Despite the great burn from Kermit, Frank may have found his answer in an unlikely place: Liam. The youngest and sole Gallagher who gives Frank the time of day is seeking permission to go yachting in the Caribbean with his rich friend’s family. Frank clearly sees this as an opportunity, so he demands to meet the boy’s father, suggesting, “He could be a drug lord…or a congressman.” The meeting allows Frank to scout out the expensive collectibles that he’s clearly going to try to steal while Liam and the family are off on their extended vacation.
After getting a less than stellar report from Janice, a.k.a. the unnamed lawyer whom I will only refer to as her recurring character from a 20-year-old sitcom, Fiona is hoping to negotiate with the squatters. And she gives a really, really nice offer, especially for a homeless family, but they’re not biting. It’s officially on. With the help of Ford, Fiona boards up the apartment’s front door, blasts music, shuts off the plumbing, and makes a hole that allows her to crawl in to steal the dog back. Fiona’s able to hand her pet off to Ford just as she gets tackled by Trina. But don’t worry, Fiona gives the ungrateful lady a few kicks to the face. “Is this fun or what?” Fiona declares with an evil laugh. She continues that fun by riding her adrenaline high and having sex with Ford.
As could be assumed, Lip didn’t go to Sierra’s place, instead opting to stop by the halfway house where her dad is staying. Upon making the identification, Lip taunts the man into hitting him. The plan works, as Eddie’s niece is filming the whole thing. Lip reports the assault to the police, which lands Sierra’s dad back in prison. And later that night, she shows her gratitude.
Meanwhile, Debbie has found her solution to her bad foot: Liam’s going to cut off her toes for her (really, no one else was available?). I’m a grown-ish man and that’s even too much for me, so it’s not surprising to see the youngster pass out, with Debbie following suit. Frank then walks in to this strange scene and is completely unfazed, diving right in to cut the toes and cauterize what’s left. Forget retirement; is it too late for him to go to medical school?

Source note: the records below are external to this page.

//! Per-cluster timestamp clocks.

use parking_lot::Mutex;
use std::collections::BTreeMap;
use std::sync::Arc;

use crate::error::{ChaosError, ChaosResult};
use crate::types::{now_ms, ClusterTag, Timestamp};

/// Number of logical counter bits below the millisecond part.
pub const COUNTER_BITS: u32 = 20;

/// Converts wall time to the timestamp lower bound of that millisecond.
pub fn timestamp_from_ms(ms: u64) -> Timestamp {
    Timestamp::new(ms << COUNTER_BITS)
}

/// Converts a timestamp back to its wall time in milliseconds.
pub fn ms_from_timestamp(timestamp: Timestamp) -> u64 {
    timestamp.as_u64() >> COUNTER_BITS
}

/// A strictly monotonic timestamp source for one cluster.
#[derive(Debug)]
pub struct Clock {
    cluster_tag: ClusterTag,
    last: Mutex<u64>,
}

impl Clock {
    /// Creates a clock for `cluster_tag`.
    pub fn new(cluster_tag: ClusterTag) -> Self {
        Self {
            cluster_tag,
            last: Mutex::new(0),
        }
    }

    /// Cluster tag the clock belongs to.
    pub fn cluster_tag(&self) -> ClusterTag {
        self.cluster_tag
    }

    /// Generates a fresh timestamp, strictly greater than every earlier one.
    pub fn generate(&self) -> Timestamp {
        let mut last = self.last.lock();
        let physical = timestamp_from_ms(now_ms()).as_u64();
        let next = physical.max(*last + 1);
        *last = next;
        Timestamp::new(next)
    }

    /// Latest timestamp handed out, `NULL` if none.
    pub fn latest(&self) -> Timestamp {
        Timestamp::new(*self.last.lock())
    }
}

/// Clocks of every known cluster.
#[derive(Debug, Default)]
pub struct ClockRegistry {
    clocks: Mutex<BTreeMap<ClusterTag, Arc<Clock>>>,
}

impl ClockRegistry {
    /// Creates an empty registry.
    pub fn new() -> Self {
        Self::default()
    }

    /// Returns the clock for `tag`, creating it on first use.
    pub fn get_or_create(&self, tag: ClusterTag) -> Arc<Clock> {
        self.clocks
            .lock()
            .entry(tag)
            .or_insert_with(|| Arc::new(Clock::new(tag)))
            .clone()
    }

    /// Returns the clock for `tag`.
    pub fn get(&self, tag: ClusterTag) -> ChaosResult<Arc<Clock>> {
        self.clocks
            .lock()
            .get(&tag)
            .cloned()
            .ok_or_else(|| ChaosError::no_such("clock", tag.to_string()))
    }
}
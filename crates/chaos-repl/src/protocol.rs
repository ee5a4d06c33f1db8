//! Request and response messages exchanged between tablet nodes.

use serde::{Deserialize, Serialize};
use std::collections::BTreeMap;

use chaos_meta::progress::ReplicationProgress;
use chaos_meta::types::{Era, ReplicaId, Timestamp};

use crate::row::ReplicatedRow;
use crate::schema::TableSchema;

/// Asks a queue replica for committed rows the caller has not seen yet.
#[derive(Clone, Debug, PartialEq, Eq, Serialize, Deserialize)]
pub struct PullRowsRequest {
    /// Path of the queue replica table on the serving cluster.
    pub replica_path: String,
    /// Replica id the caller expects the queue to be bound to.
    pub upstream_replica_id: ReplicaId,
    /// Era of the caller's card.
    pub era: Era,
    /// Caller's progress; only rows above it are returned.
    pub progress: ReplicationProgress,
    /// Rows above this timestamp are not returned.
    pub upper_timestamp: Option<Timestamp>,
    /// Return rows merged across tablets in commit timestamp order.
    pub order_by_timestamp: bool,
    /// Soft cap on returned rows; rows sharing a timestamp are never split.
    pub row_limit: usize,
}

/// Rows served by a queue replica.
#[derive(Clone, Debug, PartialEq, Eq, Serialize, Deserialize)]
pub struct PullRowsResponse {
    /// Committed rows, in log order per tablet or by timestamp.
    pub rows: Vec<ReplicatedRow>,
    /// Progress the caller reaches once the rows are applied.
    pub progress: ReplicationProgress,
    /// Per served tablet, the row index after the last consumed row.
    pub end_row_indexes: BTreeMap<usize, u64>,
    /// Schema of the serving table.
    pub schema: TableSchema,
}

impl PullRowsResponse {
    /// Encodes the response for the wire.
    pub fn encode(&self) -> chaos_meta::ChaosResult<Vec<u8>> {
        Ok(bincode::serialize(self)?)
    }

    /// Decodes a response produced by [`PullRowsResponse::encode`].
    pub fn decode(bytes: &[u8]) -> chaos_meta::ChaosResult<Self> {
        Ok(bincode::deserialize(bytes)?)
    }
}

Over at the Church of Gay Jesus, Blake’s dad is back for him, so Ian puts a plan into motion. Blake is sent out as bait, luring his dad away from the van, which allows Ian and his assistant to set it on fire. “My god is a f—ot,” Ian screams as the vehicle explodes behind him. “We will not be victims.” Ian is officially the Man on Fire.
The most shameless character of the week: Kassidi. I really want to like you, but you’re making it very difficult. Just let our Carl go make something of himself!